(Stored items)
^^^^^^^^^^^^^^^^

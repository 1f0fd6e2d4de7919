//! Single-dataset analysis.
//!
//! Phases run in a fixed order and the first label wins: invalid coordinates,
//! exact overlap, proximity clusters, geographic consistency. Points left
//! unlabeled at the end are clean.

mod duplicates;
mod geographic;
mod proximity;

use tracing::info;

use crate::error::{Error, Result};
use crate::geocoding::{BatchControl, ReverseGeocoder};
use crate::models::{
    AnalysisMetrics, Classification, ClassificationKind, Point, PointGroup,
    REASON_INVALID_COORDINATE,
};
use crate::normalize::ColumnMapping;
use crate::registry::{Coordinates, Dataset};
use crate::tabular::Table;

/// Which checks to run. Nothing here has a hidden default value: the
/// proximity threshold must be given whenever the proximity check is on.
#[derive(Debug, Clone, PartialEq)]
pub struct AnalysisOptions {
    pub check_invalid: bool,
    pub check_duplicates: bool,
    pub check_proximity: bool,
    pub check_geographic: bool,
    /// Meters; required when `check_proximity` is set
    pub proximity_threshold_m: Option<f64>,
}

impl Default for AnalysisOptions {
    fn default() -> Self {
        Self {
            check_invalid: true,
            check_duplicates: true,
            check_proximity: false,
            check_geographic: false,
            proximity_threshold_m: None,
        }
    }
}

impl AnalysisOptions {
    /// Every check off.
    pub fn none() -> Self {
        Self {
            check_invalid: false,
            check_duplicates: false,
            ..Self::default()
        }
    }

    pub fn with_invalid(mut self, enabled: bool) -> Self {
        self.check_invalid = enabled;
        self
    }

    pub fn with_duplicates(mut self, enabled: bool) -> Self {
        self.check_duplicates = enabled;
        self
    }

    /// Enable the proximity check with the given threshold in meters.
    pub fn with_proximity(mut self, threshold_m: f64) -> Self {
        self.check_proximity = true;
        self.proximity_threshold_m = Some(threshold_m);
        self
    }

    pub fn with_geographic(mut self, enabled: bool) -> Self {
        self.check_geographic = enabled;
        self
    }

    fn proximity_threshold(&self) -> Result<Option<f64>> {
        if !self.check_proximity {
            return Ok(None);
        }
        match self.proximity_threshold_m {
            Some(t) if t.is_finite() && t >= 0.0 => Ok(Some(t)),
            Some(t) => Err(Error::InvalidConfig(format!(
                "proximity threshold must be a non-negative number of meters, got {}",
                t
            ))),
            None => Err(Error::InvalidConfig(
                "proximity check requires a threshold".to_string(),
            )),
        }
    }
}

/// Result of one analysis run.
#[derive(Debug, Clone)]
pub struct AnalysisReport {
    /// Every point in row order, each carrying exactly one classification
    pub points: Vec<Point>,
    pub metrics: AnalysisMetrics,
    /// Duplicate cells and proximity clusters
    pub groups: Vec<PointGroup>,
    /// The geographic phase was cancelled; `points` stops before the first
    /// row that was not processed
    pub interrupted: bool,
    problematic: Vec<usize>,
    clean: Vec<usize>,
}

impl AnalysisReport {
    fn new(points: Vec<Point>, groups: Vec<PointGroup>, interrupted: bool, options: &AnalysisOptions) -> Self {
        let metrics = AnalysisMetrics::from_points(&points);

        let mut problematic = Vec::new();
        let mut clean = Vec::new();
        for (idx, point) in points.iter().enumerate() {
            let Some(classification) = &point.classification else {
                continue;
            };
            match classification.kind {
                ClassificationKind::Clean => clean.push(idx),
                // Unparseable rows are reported only when that check was asked for
                ClassificationKind::Invalid
                    if classification.reason == REASON_INVALID_COORDINATE
                        && !options.check_invalid => {}
                kind if kind.is_problem() => problematic.push(idx),
                _ => {}
            }
        }

        Self {
            points,
            metrics,
            groups,
            interrupted,
            problematic,
            clean,
        }
    }

    /// Points carrying a problem label, in row order.
    pub fn problematic_points(&self) -> Vec<&Point> {
        self.problematic.iter().map(|&idx| &self.points[idx]).collect()
    }

    pub fn clean_points(&self) -> Vec<&Point> {
        self.clean.iter().map(|&idx| &self.points[idx]).collect()
    }
}

/// Analyze a dataset without the geographic phase.
///
/// Asking for the geographic check here is a configuration error; use
/// [`analyze_with_geocoder`] instead.
pub fn analyze(table: &Table, mapping: &ColumnMapping, options: &AnalysisOptions) -> Result<AnalysisReport> {
    if options.check_geographic {
        return Err(Error::InvalidConfig(
            "geographic check needs a reverse geocoder".to_string(),
        ));
    }

    let (dataset, groups) = prepare(table, mapping, options)?;
    Ok(conclude(dataset.points, groups, false, options))
}

/// Analyze a dataset, running the geographic phase (when enabled) through
/// `geocoder`, paced by `control`.
pub async fn analyze_with_geocoder<G>(
    table: &Table,
    mapping: &ColumnMapping,
    options: &AnalysisOptions,
    geocoder: &G,
    control: &BatchControl,
) -> Result<AnalysisReport>
where
    G: ReverseGeocoder,
{
    if options.check_geographic && !table.is_empty() {
        require_declared_place(mapping)?;
    }

    let (mut dataset, mut groups) = prepare(table, mapping, options)?;

    let mut interrupted = false;
    if options.check_geographic {
        if let Some(stop) = geographic::check_points(&mut dataset, geocoder, control).await {
            interrupted = true;
            dataset.points.truncate(stop);
            let last_row = dataset.points.last().map(|p| p.row).unwrap_or(0);
            for group in &mut groups {
                group.rows.retain(|&row| row <= last_row);
            }
            groups.retain(|g| !g.rows.is_empty());
        }
    }

    Ok(conclude(dataset.points, groups, interrupted, options))
}

fn require_declared_place(mapping: &ColumnMapping) -> Result<()> {
    let mapped = |c: &Option<String>| c.as_deref().is_some_and(|c| !c.trim().is_empty());
    if mapped(&mapping.state) || mapped(&mapping.city) {
        Ok(())
    } else {
        Err(Error::MissingColumn {
            dataset: "analysis".to_string(),
            role: "state/city",
        })
    }
}

/// Configuration checks, normalization and the synchronous phases.
fn prepare(
    table: &Table,
    mapping: &ColumnMapping,
    options: &AnalysisOptions,
) -> Result<(Dataset, Vec<PointGroup>)> {
    let threshold = options.proximity_threshold()?;
    let mut dataset = Dataset::from_table("analysis", table, mapping, Coordinates::Required)?;

    // Unusable coordinates are always labeled so they can never end up clean
    for point in dataset.points.iter_mut().filter(|p| !p.has_location()) {
        point.classify(Classification::invalid_coordinate());
    }

    let mut groups = Vec::new();
    if options.check_duplicates {
        groups.extend(duplicates::flag_duplicates(&mut dataset.points));
    }
    if let Some(threshold) = threshold {
        groups.extend(proximity::flag_proximity(&mut dataset.points, threshold));
    }

    Ok((dataset, groups))
}

fn conclude(
    mut points: Vec<Point>,
    groups: Vec<PointGroup>,
    interrupted: bool,
    options: &AnalysisOptions,
) -> AnalysisReport {
    for point in points.iter_mut().filter(|p| !p.is_classified()) {
        point.classify(Classification::clean());
    }

    let report = AnalysisReport::new(points, groups, interrupted, options);
    let m = &report.metrics;
    info!(
        "Analysis: {} points, {} invalid, {} overlapping, {} in proximity, {} state / {} city mismatches, {} clean",
        m.total_pois,
        m.invalid_coordinates,
        m.pois_in_exact_overlap,
        m.pois_in_proximity,
        m.state_mismatches,
        m.city_mismatches,
        m.clean_points
    );
    report
}

#[cfg(test)]
mod tests {
    use super::*;
    use crate::error::GeocodeError;
    use crate::geocoding::{CancelFlag, ReversePlace};
    use crate::models::{GeoPoint, REASON_INCORRECT_STATE, REASON_VERIFICATION_ERROR};
    use crate::tabular::read_csv_str;
    use std::cell::Cell;

    /// Detects "SP"/"Campinas" everywhere and fails on a configured latitude.
    struct Detector {
        fail_lat: Option<f64>,
        cancel_after: Option<(usize, CancelFlag)>,
        calls: Cell<usize>,
    }

    impl Detector {
        fn new() -> Self {
            Self {
                fail_lat: None,
                cancel_after: None,
                calls: Cell::new(0),
            }
        }
    }

    impl ReverseGeocoder for Detector {
        async fn reverse_geocode(&self, location: GeoPoint) -> std::result::Result<ReversePlace, GeocodeError> {
            self.calls.set(self.calls.get() + 1);
            if let Some((after, flag)) = &self.cancel_after {
                if self.calls.get() >= *after {
                    flag.cancel();
                }
            }
            if self.fail_lat == Some(location.lat) {
                return Err(GeocodeError::Status(500));
            }
            Ok(ReversePlace::new(Some("SP"), Some("Campinas")))
        }
    }

    fn mapping() -> ColumnMapping {
        ColumnMapping::coordinates("lat", "lon")
            .with_state("uf")
            .with_city("cidade")
    }

    fn mapping_coords() -> ColumnMapping {
        ColumnMapping::coordinates("lat", "lon")
    }

    #[test]
    fn test_all_checks_off_defaults_to_clean() {
        let table = read_csv_str("lat,lon\n1,1\n1,1\n2,2").unwrap();
        let report = analyze(&table, &mapping_coords(), &AnalysisOptions::none()).unwrap();
        assert_eq!(report.metrics.clean_points, 3);
        assert!(report.problematic_points().is_empty());
        assert!(report.groups.is_empty());
    }

    #[test]
    fn test_invalid_never_clean() {
        let table = read_csv_str("lat,lon\n1,1\n,2\n3,3").unwrap();

        let report = analyze(&table, &mapping_coords(), &AnalysisOptions::default()).unwrap();
        assert_eq!(report.metrics.invalid_coordinates, 1);
        let problems: Vec<usize> = report.problematic_points().iter().map(|p| p.row).collect();
        assert_eq!(problems, vec![2]);

        let report = analyze(&table, &mapping_coords(), &AnalysisOptions::none()).unwrap();
        assert_eq!(report.metrics.invalid_coordinates, 1);
        assert!(report.problematic_points().is_empty());
        assert!(report.clean_points().iter().all(|p| p.row != 2));
    }

    #[test]
    fn test_duplicates_take_precedence_over_proximity() {
        let table = read_csv_str(
            "lat,lon\n0,0\n0,0\n0.00005,0\n5,5",
        )
        .unwrap();
        let options = AnalysisOptions::default().with_proximity(20.0);
        let report = analyze(&table, &mapping_coords(), &options).unwrap();

        assert_eq!(report.metrics.pois_in_exact_overlap, 2);
        // Row 3 is close to the duplicates but they are already labeled
        assert_eq!(report.metrics.pois_in_proximity, 0);
        assert_eq!(report.metrics.clean_points, 2);
        assert_eq!(report.groups.len(), 1);
        assert_eq!(report.metrics.bucket_total(), report.metrics.total_pois);
    }

    #[test]
    fn test_proximity_needs_threshold() {
        let table = read_csv_str("lat,lon\n0,0").unwrap();
        let options = AnalysisOptions {
            check_proximity: true,
            ..AnalysisOptions::default()
        };
        let err = analyze(&table, &mapping_coords(), &options).unwrap_err();
        assert!(matches!(err, Error::InvalidConfig(_)));

        let negative = AnalysisOptions::default().with_proximity(-5.0);
        assert!(analyze(&table, &mapping_coords(), &negative).is_err());
    }

    #[test]
    fn test_unmapped_coordinates_is_config_error() {
        let table = read_csv_str("lat,lon\n0,0").unwrap();
        let err = analyze(&table, &ColumnMapping::default(), &AnalysisOptions::default()).unwrap_err();
        assert!(err.is_configuration());
    }

    #[test]
    fn test_sync_analyze_rejects_geographic() {
        let table = read_csv_str("lat,lon\n0,0").unwrap();
        let options = AnalysisOptions::default().with_geographic(true);
        assert!(analyze(&table, &mapping_coords(), &options).is_err());
    }

    #[tokio::test]
    async fn test_geographic_phase() {
        let table = read_csv_str(
            "lat,lon,uf,cidade\n\
             -22.1,-47.1,SP,Campinas\n\
             -22.2,-47.2,RJ,Campinas\n\
             -22.3,-47.3,sp,Santos\n\
             -22.4,-47.4,SP,campinas\n\
             -22.5,-47.5,SP,Campinas",
        )
        .unwrap();
        let mut geocoder = Detector::new();
        geocoder.fail_lat = Some(-22.5);
        let options = AnalysisOptions::default().with_geographic(true);

        let report = analyze_with_geocoder(&table, &mapping(), &options, &geocoder, &BatchControl::immediate())
            .await
            .unwrap();

        assert_eq!(report.points.len(), 5);
        assert_eq!(report.metrics.clean_points, 2);
        assert_eq!(report.metrics.state_mismatches, 1);
        assert_eq!(report.metrics.city_mismatches, 1);
        assert_eq!(report.metrics.invalid_coordinates, 1);
        assert_eq!(report.metrics.verification_errors, 1);
        assert_eq!(report.points[1].reason(), Some(REASON_INCORRECT_STATE));
        assert_eq!(report.points[4].reason(), Some(REASON_VERIFICATION_ERROR));
        assert_eq!(report.points[0].detected_city(), Some("Campinas"));
        assert_eq!(report.points[4].state_match(), None);
        assert!(!report.interrupted);
    }

    #[tokio::test]
    async fn test_geographic_skips_flagged_points() {
        let table = read_csv_str("lat,lon,uf\n1,1,SP\n1,1,SP\n,,SP\n2,2,SP").unwrap();
        let geocoder = Detector::new();
        let options = AnalysisOptions::default().with_geographic(true);
        let report = analyze_with_geocoder(
            &table,
            &ColumnMapping::coordinates("lat", "lon").with_state("uf"),
            &options,
            &geocoder,
            &BatchControl::immediate(),
        )
        .await
        .unwrap();

        assert_eq!(geocoder.calls.get(), 1);
        assert_eq!(report.metrics.clean_points, 1);
    }

    #[tokio::test]
    async fn test_geographic_requires_place_columns() {
        let table = read_csv_str("lat,lon\n1,1").unwrap();
        let options = AnalysisOptions::default().with_geographic(true);
        let err = analyze_with_geocoder(
            &table,
            &mapping_coords(),
            &options,
            &Detector::new(),
            &BatchControl::immediate(),
        )
        .await
        .unwrap_err();
        assert!(matches!(err, Error::MissingColumn { role: "state/city", .. }));
    }

    #[tokio::test]
    async fn test_cancel_truncates_result() {
        let table = read_csv_str(
            "lat,lon,uf,cidade\n1,1,SP,Campinas\n2,2,SP,Campinas\n3,3,SP,Campinas\n4,4,SP,Campinas",
        )
        .unwrap();
        let cancel = CancelFlag::new();
        let mut geocoder = Detector::new();
        geocoder.cancel_after = Some((2, cancel.clone()));
        let control = BatchControl::immediate().with_cancel(cancel);
        let options = AnalysisOptions::default().with_geographic(true);

        let report = analyze_with_geocoder(&table, &mapping(), &options, &geocoder, &control)
            .await
            .unwrap();

        assert!(report.interrupted);
        assert_eq!(report.points.len(), 2);
        assert_eq!(report.metrics.total_pois, 2);
        assert_eq!(report.metrics.clean_points, 2);
    }
}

^^^^^^^^^^^^^^^^

The task: Give a single number: the count of lines above that include the word "conclude".

Answer to this exercise: 3